Greenwood Hobbit (Two days before joining us in Edinburgh): "So what is this Figwit?"
Probono: "You slept with my goat!"
Creepy photographer dude: "TEETH! I WANT TO SEE TEETH!!!"
Bret to Beleth: "You don't come across as a blonde bimbo."
Random comedian to inDUH and Beleth: "Are you two a couple?"
Roheryn: "Bold off, you snoggering wonker!"
inDUH is losing it: "I have a split personality. Me too! Me too! Me too!"
Beleth is also losing it: "I AM MY SHOES!"
Roheryn is her usual self (about pizza): "I'm not putting it in my mouth if it's droopy."
Random stupid girl to blind man with seeing-eye dog on the street: "Is there a power cut? Are the lights out?"
Stan to Roheryn, as he vaults across a chair flailing at her: "Your hair's on fire!!!"
Taika: "Oh yeah, I've seen plenty of German porn magazines."
Roheryn (who has hearing problems) (to Stan): "Sucking on Figwit? I thought you just said... sucking on Figwit."
The very sweet local bus driver trying to explain directions to us very stupid tourists:
"Ferelk roundabout eifkepw roundabout mjfow jdioq roundabout jeiqhm"

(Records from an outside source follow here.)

//! Vault client configuration.
//!
//! All configuration is read once, at the process boundary, and handed to
//! [`crate::VaultClient`] as an explicit value.

use crate::error::{VaultError, VaultResult};
use rust_common::{HttpConfig, RetryConfig};
use secrecy::SecretString;
use std::{env, time::Duration};
use url::Url;

/// Attempts made against a store that keeps answering 412.
pub const MAX_RETRIES: u32 = 5;

/// Multiplier turning the attempt number into a backoff delay.
pub const RETRY_BACKOFF_FACTOR: u32 = 2;

/// User agent sent with every request.
pub const USER_AGENT: &str = concat!("vault-env/", env!("CARGO_PKG_VERSION"));

/// Required environment variables, in the order they are checked.
pub const REQUIRED_VARS: [&str; 7] = [
    "VAULT_ROLE_NAMESPACE",
    "VAULT_ROLE_ID",
    "VAULT_ROLE_SECRET",
    "VAULT_ADDRESS",
    "VAULT_NAMESPACE",
    "VAULT_KV_STORE",
    "VAULT_SECRET",
];

/// AppRole login credentials.
#[derive(Debug, Clone)]
pub struct Credentials {
    /// Namespace the AppRole is mounted in
    pub role_namespace: String,
    /// AppRole role id
    pub role_id: String,
    /// AppRole secret id
    pub role_secret: SecretString,
}

/// Where the secret lives.
#[derive(Debug, Clone, PartialEq, Eq)]
pub struct SecretLocation {
    /// Namespace holding the KV mount
    pub namespace: String,
    /// KV v2 mount name
    pub kv_store: String,
    /// Secret name within the mount
    pub secret: String,
}

impl SecretLocation {
    /// API path of the secret, relative to `/v1/`.
    #[must_use]
    pub fn api_path(&self) -> String {
        format!("{}/data/{}", self.kv_store, self.secret)
    }
}

/// Vault client configuration.
#[derive(Debug, Clone)]
pub struct VaultConfig {
    /// Vault server address, without a trailing slash
    pub addr: String,
    /// AppRole credentials
    pub credentials: Credentials,
    /// Secret to read
    pub location: SecretLocation,
    /// HTTP client settings
    pub http: HttpConfig,
    /// Retry settings for the consistency wait
    pub retry: RetryConfig,
}

impl VaultConfig {
    /// Create a new configuration.
    ///
    /// # Errors
    ///
    /// Returns [`VaultError::InvalidConfig`] if `addr` is not an absolute URL.
    pub fn new(
        addr: impl Into<String>,
        credentials: Credentials,
        location: SecretLocation,
    ) -> VaultResult<Self> {
        Ok(Self {
            addr: normalize_addr(addr.into())?,
            credentials,
            location,
            http: HttpConfig::default().with_user_agent(USER_AGENT),
            retry: RetryConfig::default()
                .with_max_retries(MAX_RETRIES)
                .with_backoff_factor(RETRY_BACKOFF_FACTOR),
        })
    }

    /// Load configuration from the process environment.
    ///
    /// A `.env` file in the working directory is honoured; parent
    /// directories are not searched.
    ///
    /// # Errors
    ///
    /// Returns [`VaultError::MissingVariable`] naming the first absent
    /// required variable, or [`VaultError::InvalidConfig`] for malformed values.
    pub fn from_env() -> VaultResult<Self> {
        dotenvy::from_path(".env").ok();
        Self::from_lookup(|name| env::var(name).ok())
    }

    /// Load configuration through an arbitrary variable lookup.
    ///
    /// Every required variable is checked before any value is interpreted,
    /// so a missing variable is always reported ahead of a malformed one.
    ///
    /// # Errors
    ///
    /// Same as [`VaultConfig::from_env`].
    pub fn from_lookup<F>(lookup: F) -> VaultResult<Self>
    where
        F: Fn(&str) -> Option<String>,
    {
        let mut values = Vec::with_capacity(REQUIRED_VARS.len());
        for name in REQUIRED_VARS {
            values.push(lookup(name).ok_or(VaultError::MissingVariable(name))?);
        }
        let [role_namespace, role_id, role_secret, addr, namespace, kv_store, secret]: [String; 7] =
            values
                .try_into()
                .map_err(|_| VaultError::invalid_config("required variables incomplete"))?;

        let mut config = Self::new(
            addr,
            Credentials {
                role_namespace,
                role_id,
                role_secret: SecretString::from(role_secret),
            },
            SecretLocation {
                namespace,
                kv_store,
                secret,
            },
        )?;

        if let Some(raw) = lookup("VAULT_REQUEST_TIMEOUT") {
            let secs: u64 = raw.trim().parse().map_err(|e| {
                VaultError::invalid_config(format!("Invalid VAULT_REQUEST_TIMEOUT: {e}"))
            })?;
            config = config.with_timeout(Duration::from_secs(secs));
        }

        Ok(config)
    }

    /// Set request timeout.
    #[must_use]
    pub fn with_timeout(mut self, timeout: Duration) -> Self {
        self.http = self.http.with_timeout(timeout);
        self
    }

    /// Set retry configuration.
    #[must_use]
    pub const fn with_retry(mut self, retry: RetryConfig) -> Self {
        self.retry = retry;
        self
    }

    /// Full URL for an API path.
    #[must_use]
    pub fn url(&self, path: &str) -> String {
        format!("{}/v1/{}", self.addr, path)
    }
}

fn normalize_addr(addr: String) -> VaultResult<String> {
    let parsed = Url::parse(&addr)
        .map_err(|e| VaultError::invalid_config(format!("Invalid VAULT_ADDRESS '{addr}': {e}")))?;
    if parsed.cannot_be_a_base() {
        return Err(VaultError::invalid_config(format!(
            "Invalid VAULT_ADDRESS '{addr}': not a base URL"
        )));
    }
    Ok(addr.trim_end_matches('/').to_string())
}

Beleth: "...an orange light in the dark, a very soft
ringtone and a vibrating phone next to my bed... tehe... text messages in the dark..."
Random Scotsman: "Hey! Do you want to swap some trousers, mate?"
Arwenelf (to Taika): "That's a dinky little toy you have there."
inDUH and Roheryn: "HEY! Nice fire exit over there!"
inDUH: "Why'd you leave the kids on the table?"
Roheryn: "Did someone leave the kids on the table again?"
Probono: "Let's play jenga with the kids on the table."
inDUH: "I only messed with Figwit's hair; she grabbed Legolas' bum."